Job and Career [change]
He moved to Austria in 1801 where he found a job identifying minerals in a collection that belonged to a rich banker. He used physical characteristics of the crystals to decide what they were. One of the characteristics he used to identify minerals was hardness.
He knew that some of the minerals could scratch others and that if a mineral could make a scratch on another, it must be harder than the mineral that was scratched. He found that all minerals could scratch the mineral talc, so it must be very soft. He also found that diamonds were so hard that no other minerals could scratch them.
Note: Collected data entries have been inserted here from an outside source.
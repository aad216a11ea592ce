use std::net::SocketAddr;
use std::path::{Path, PathBuf};

use clap::Parser;
use serde::Deserialize;
use thiserror::Error;

const DEFAULT_DATABASE_URL: &str = "sqlite://little-lemon.db";
const DEFAULT_TOKEN_TTL_HOURS: u64 = 24;
const MAX_TOKEN_TTL_HOURS: u64 = 24 * 365;

#[derive(Debug, Parser)]
#[command(
    name = "little-lemon",
    version,
    about = "Restaurant ordering API: menu, carts, orders and staff roles"
)]
pub struct Cli {
    #[arg(long, value_name = "ADDR")]
    pub bind: Option<SocketAddr>,

    #[arg(long, value_name = "URL")]
    pub database_url: Option<String>,

    #[arg(long, short = 'u', visible_alias = "auth-file", value_name = "FILE")]
    pub users_file: Option<PathBuf>,

    #[arg(long, short = 'c', value_name = "FILE")]
    pub config: Option<PathBuf>,
}

#[derive(Debug, Clone)]
pub struct AppConfig {
    pub bind: SocketAddr,
    pub database_url: String,
    pub users_file: PathBuf,
    pub prune_users: bool,
    pub token_ttl_hours: u64,
}

#[derive(Debug, Error)]
pub enum ConfigError {
    #[error("failed to read config file {path}: {source}")]
    Read {
        path: String,
        source: std::io::Error,
    },
    #[error("invalid config in {path}: {source}")]
    Parse {
        path: String,
        source: toml::de::Error,
    },
    #[error("invalid boolean value for env var {key}: {value}")]
    InvalidEnvBool { key: String, value: String },
    #[error("no users file configured; pass --users-file or set users_file in the config file")]
    MissingUsersFile,
}

#[derive(Debug, Default, Deserialize)]
struct FileConfig {
    bind: Option<SocketAddr>,
    database_url: Option<String>,
    #[serde(alias = "auth_file")]
    users_file: Option<PathBuf>,
    prune_users: Option<bool>,
    token_ttl_hours: Option<u64>,
}

impl AppConfig {
    pub fn from_cli(cli: Cli) -> Result<Self, ConfigError> {
        let from_file = read_file_config(cli.config.as_deref())?;
        let env_database_url = read_env_string("LITTLE_LEMON_DATABASE_URL");
        let env_prune_users = read_env_bool("LITTLE_LEMON_PRUNE_USERS")?;

        let bind = cli
            .bind
            .or(from_file.bind)
            .unwrap_or_else(|| SocketAddr::from(([0, 0, 0, 0], 8000)));
        let database_url = cli
            .database_url
            .or(env_database_url)
            .or(from_file.database_url)
            .unwrap_or_else(|| String::from(DEFAULT_DATABASE_URL));
        let users_file = cli
            .users_file
            .or(from_file.users_file)
            .ok_or(ConfigError::MissingUsersFile)?;
        let prune_users = env_prune_users.or(from_file.prune_users).unwrap_or(false);
        let token_ttl_hours = from_file
            .token_ttl_hours
            .unwrap_or(DEFAULT_TOKEN_TTL_HOURS)
            .clamp(1, MAX_TOKEN_TTL_HOURS);

        Ok(Self {
            bind,
            database_url,
            users_file,
            prune_users,
            token_ttl_hours,
        })
    }
}

fn read_file_config(path: Option<&Path>) -> Result<FileConfig, ConfigError> {
    let Some(path) = path else {
        return Ok(FileConfig::default());
    };

    let raw = std::fs::read_to_string(path).map_err(|source| ConfigError::Read {
        path: path.display().to_string(),
        source,
    })?;

    toml::from_str(&raw).map_err(|source| ConfigError::Parse {
        path: path.display().to_string(),
        source,
    })
}

fn read_env_string(key: &str) -> Option<String> {
    std::env::var(key)
        .ok()
        .map(|value| value.trim().to_string())
        .filter(|value| !value.is_empty())
}

fn read_env_bool(key: &str) -> Result<Option<bool>, ConfigError> {
    match std::env::var(key) {
        Ok(value) => parse_bool_value(key, &value).map(Some),
        Err(std::env::VarError::NotPresent) => Ok(None),
        Err(std::env::VarError::NotUnicode(_)) => Err(ConfigError::InvalidEnvBool {
            key: String::from(key),
            value: String::from("<non-unicode>"),
        }),
    }
}

fn parse_bool_value(key: &str, raw: &str) -> Result<bool, ConfigError> {
    let normalized = raw.trim().to_ascii_lowercase();
    match normalized.as_str() {
        "1" | "true" | "yes" | "on" => Ok(true),
        "0" | "false" | "no" | "off" => Ok(false),
        _ => Err(ConfigError::InvalidEnvBool {
            key: String::from(key),
            value: String::from(raw),
        }),
    }
}

#[cfg(test)]
#[allow(clippy::unwrap_used, clippy::expect_used)]
mod tests {
    use anyhow::Result;
    use tempfile::tempdir;

    use super::{
        parse_bool_value, read_file_config, AppConfig, Cli, ConfigError, MAX_TOKEN_TTL_HOURS,
    };

    fn bare_cli() -> Cli {
        Cli {
            bind: None,
            database_url: None,
            users_file: None,
            config: None,
        }
    }

    #[test]
    fn parse_bool_value_accepts_common_true_values() {
        assert_eq!(parse_bool_value("K", "true").ok(), Some(true));
        assert_eq!(parse_bool_value("K", "1").ok(), Some(true));
        assert_eq!(parse_bool_value("K", "YES").ok(), Some(true));
        assert_eq!(parse_bool_value("K", " on ").ok(), Some(true));
    }

    #[test]
    fn parse_bool_value_accepts_common_false_values() {
        assert_eq!(parse_bool_value("K", "false").ok(), Some(false));
        assert_eq!(parse_bool_value("K", "0").ok(), Some(false));
        assert_eq!(parse_bool_value("K", "NO").ok(), Some(false));
        assert_eq!(parse_bool_value("K", " off ").ok(), Some(false));
    }

    #[test]
    fn parse_bool_value_rejects_invalid_values() {
        assert!(parse_bool_value("K", "maybe").is_err());
    }

    #[test]
    fn missing_users_file_is_a_config_error() {
        let result = AppConfig::from_cli(bare_cli());
        assert!(matches!(result, Err(ConfigError::MissingUsersFile)));
    }

    #[test]
    fn cli_values_win_over_file_values() -> Result<()> {
        let dir = tempdir()?;
        let path = dir.path().join("little-lemon.toml");
        std::fs::write(
            &path,
            "bind = \"127.0.0.1:9000\"\nusers_file = \"from-file.toml\"\ntoken_ttl_hours = 2\n",
        )?;

        let mut cli = bare_cli();
        cli.config = Some(path);
        cli.users_file = Some("from-cli.toml".into());
        let config = AppConfig::from_cli(cli)?;

        assert_eq!(config.bind.port(), 9000);
        assert_eq!(config.users_file, std::path::PathBuf::from("from-cli.toml"));
        assert_eq!(config.token_ttl_hours, 2);
        Ok(())
    }

    #[test]
    fn file_config_accepts_auth_file_alias() -> Result<()> {
        let dir = tempdir()?;
        let path = dir.path().join("little-lemon.toml");
        std::fs::write(&path, "auth_file = \"users.toml\"\nprune_users = true\n")?;

        let parsed = read_file_config(Some(&path))?;
        assert_eq!(parsed.users_file, Some("users.toml".into()));
        assert_eq!(parsed.prune_users, Some(true));
        Ok(())
    }

    #[test]
    fn token_ttl_is_clamped_to_a_year() -> Result<()> {
        let dir = tempdir()?;
        let path = dir.path().join("little-lemon.toml");
        std::fs::write(
            &path,
            "users_file = \"users.toml\"\ntoken_ttl_hours = 9223372036854775807\n",
        )?;

        let mut cli = bare_cli();
        cli.config = Some(path);
        let config = AppConfig::from_cli(cli)?;
        assert_eq!(config.token_ttl_hours, MAX_TOKEN_TTL_HOURS);
        Ok(())
    }
}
About ten years later, Friedrich made a scale from one to 10 to describe mineral hardness. He gave harder minerals larger numbers and softer minerals smaller numbers. Talc, the softest mineral, he assigned to one, the smallest number on the scale. Diamond, the hardest mineral, he assigned to 10, the largest number on the scale. This scale was called Mohs scale of mineral hardness, named after Friedrich Mohs.
Later Career [change]
In 1812, Mohs became professor in Graz; in 1818, professor in Freiberg, Saxony; in 1826, professor in ViennaIn 1817, Mohs replaced his mentor Werner, who had died, as a tutor at the mining academy in Freiberg, where he worked for nine more years, until he was appointed as a professor of Mineralogy at the University of Vienna.
Mohs ended his remarkable career as a mining advisor at the Mining University in Leoban and died aged 66, while holidaying in Italy.